I am guessing that on average it takes me about two to three weeks to fill out each expense report. You know how it is. You really plan to do it, but all of a sudden the week is over and all those receipts are still languishing in your wallet. When I finally do fill out the reports, it takes my employer another two weeks to reimburse me. All in all, from the time I spend the money until the time I get it back, about four or five weeks pass. The value of this free credit is approximately $4.1 per month for each $1,000 in expenses - assuming that the funds would have been deposited in a high yield money market account during that time. If you are paying credit card financing charges to finance your unreimbursed expenses, the calculation may be much less attractive for you. That's not a huge amount, but still.

There is another way that I lose money through the expense reimbursement process. Sometimes I misplace a receipt; forget a certain activity that I paid for; or make a mistake in adding up the numbers in the report. I am guessing that I don't always recover 100% of the amounts I spend, even though I make an effort to account for everything. The more time passes between the time I spend the money and the time I fill out the expense report, the more errors I make and the more money I leave on the table.

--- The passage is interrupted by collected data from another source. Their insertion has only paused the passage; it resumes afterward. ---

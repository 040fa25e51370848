use tracing_subscriber::layer::SubscriberExt;
use tracing_subscriber::util::SubscriberInitExt;

/// Initialize tracing. `RUST_LOG` overrides the default `roundcrank=info` filter.
pub fn init(json: bool) {
    let filter = tracing_subscriber::EnvFilter::try_from_default_env()
        .unwrap_or_else(|_| "roundcrank=info".into());
    let registry = tracing_subscriber::registry().with(filter);

    // Tests call this repeatedly; only the first initialization wins.
    let _ = if json {
        registry
            .with(tracing_subscriber::fmt::layer().json())
            .try_init()
    } else {
        registry.with(tracing_subscriber::fmt::layer()).try_init()
    };
}
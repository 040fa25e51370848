//! RoundCrank scheduler with clean module layout.
//!
//! This module provides:
//! - `core`: RoundCrank struct, background-round bookkeeping and initialization
//! - `lifecycle`: the per-tick current-round state machine
//! - `cleanup`: archive -> participant close -> round close for background rounds
//! - `recovery`: rebuilds the pointer and background set after a restart
//! - `tasks`: the poll loop
//! - `tests`: Unit tests for the engine

pub mod cleanup;
pub mod core;
pub mod lifecycle;
pub mod recovery;
pub mod tasks;

pub use cleanup::BackgroundPassSummary;
pub use self::core::{BackgroundRound, CleanupStats, RoundCrank};
pub use lifecycle::{TickAction, TickReport};
pub use recovery::RecoveryReport;
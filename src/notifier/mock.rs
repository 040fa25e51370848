use std::sync::Arc;
use std::sync::Mutex;

use anyhow::Result;
use async_trait::async_trait;

use crate::traits::Notifier;
use crate::types::RoundEvent;

/// Mock notifier for testing.
/// Records published events in memory; can be told to fail.
#[derive(Clone, Default)]
pub struct MockNotifier {
    pub published: Arc<Mutex<Vec<RoundEvent>>>,
    failing: Arc<Mutex<bool>>,
}

impl MockNotifier {
    pub fn new() -> Self {
        Self::default()
    }

    pub fn events(&self) -> Vec<RoundEvent> {
        self.published.lock().unwrap().clone()
    }

    pub fn set_failing(&self, failing: bool) {
        *self.failing.lock().unwrap() = failing;
    }
}

#[async_trait]
impl Notifier for MockNotifier {
    fn name(&self) -> &'static str {
        "mock-notifier"
    }

    async fn publish(&self, event: &RoundEvent) -> Result<()> {
        if *self.failing.lock().unwrap() {
            anyhow::bail!("mock notifier unavailable");
        }
        self.published.lock().unwrap().push(event.clone());
        Ok(())
    }
}
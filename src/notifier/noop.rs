use anyhow::Result;
use async_trait::async_trait;

use crate::traits::Notifier;
use crate::types::RoundEvent;

/// Noop notifier (no-op).
pub struct NoopNotifier;

#[async_trait]
impl Notifier for NoopNotifier {
    fn name(&self) -> &'static str {
        "noop-notifier"
    }

    async fn publish(&self, _event: &RoundEvent) -> Result<()> {
        Ok(())
    }
}
//! Run loop: startup recovery, then one tick per poll interval until Ctrl-C.

use std::time::{Duration, SystemTime, UNIX_EPOCH};

use anyhow::Result;
use tracing::{debug, error, info, span, Instrument, Level};

use super::core::RoundCrank;

/// Wall-clock unix time in milliseconds.
pub fn now_millis() -> u64 {
    SystemTime::now()
        .duration_since(UNIX_EPOCH)
        .map(|d| d.as_millis() as u64)
        .unwrap_or_default()
}

impl RoundCrank {
    /// Run the crank until a shutdown signal arrives.
    ///
    /// The next tick is scheduled one poll interval after the previous one completes,
    /// and shutdown is only observed between ticks.
    pub async fn run(mut self) -> Result<()> {
        let span = span!(Level::INFO, "crank_run");

        async move {
            info!(
                "Starting RoundCrank with poll_interval_ms={}",
                self.config.poll_interval_ms
            );
            let poll_interval = self.config.poll_interval();

            loop {
                match self.recover(now_millis()).await {
                    Ok(report) => {
                        info!(
                            pointer = report.pointer,
                            recovered = report.recovered.len(),
                            "Startup recovery complete"
                        );
                        break;
                    }
                    Err(e) => {
                        error!("Startup recovery failed, retrying: {}", e);
                        if !sleep_or_shutdown(poll_interval).await {
                            return Ok(());
                        }
                    }
                }
            }

            loop {
                let report = self.tick().await;
                debug!(
                    round_id = report.round_id,
                    action = ?report.action,
                    background_processed = report.background.processed,
                    "Tick finished"
                );

                if !sleep_or_shutdown(poll_interval).await {
                    break;
                }
            }

            info!(
                current_round = self.current_round(),
                tracked = self.background.len(),
                "RoundCrank stopped"
            );
            Ok(())
        }
        .instrument(span)
        .await
    }
}

/// Sleep for `delay`. Returns false if a shutdown signal arrived first.
async fn sleep_or_shutdown(delay: Duration) -> bool {
    tokio::select! {
        _ = tokio::time::sleep(delay) => true,
        _ = tokio::signal::ctrl_c() => {
            info!("Shutdown signal received");
            false
        }
    }
}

Given all the free money I am supposedly giving my employer, you would think that my company would be delighted and encourage people to delay filling out their expense reports. Not so. My company is really pushing people hard to file their expenses within 2 weeks of spending the money. It's not that they are altruistic, they simply want to have complete control and visibility as to how they are spending money.

I am making an effort to improve my evil ways, but if I were you I wouldn't bet on success in this category. It is one of those things that I can always find an excuse to postpone to the next day. At least for this trip I remembered to file my expenses within 24 hours of my return. Here's to small victories.

Anyway, in tomorrow's post I will cover the bright side of business expenses. Sometimes they actually make you money...

2 comments:

frugal zeitgeist said...

You just hit on something that irritates the crap out of me. I fight back where I can. I use my corporate AMEX for as much as possible; if the bill comes due before I get reimbursed, I simply call AMEX and ask for an extension. They're nice about that for corporate customers and it doesn't show up as a ding on my credit report. We now have a system where as long as I have access to a fax machine, I can reimburse expenses on the same day I accrue them and I get reimbursed within eight days. It's still an interest-free loan, but it's not as painful as it used to be.

Shadox said...

Expense reimburesments are a hassle. The only way I can think of to completely eliminate the headache is for all expenses to go on a corporate credit card that is paid directly by the company. That would only work in large companies - like the one I think you work for Frugal.

Two of the guys that work for me now routinely ask for pay advances before incurring any work related expenses. That's a really good idea, but somehow I never find the time to deal with these things in advance.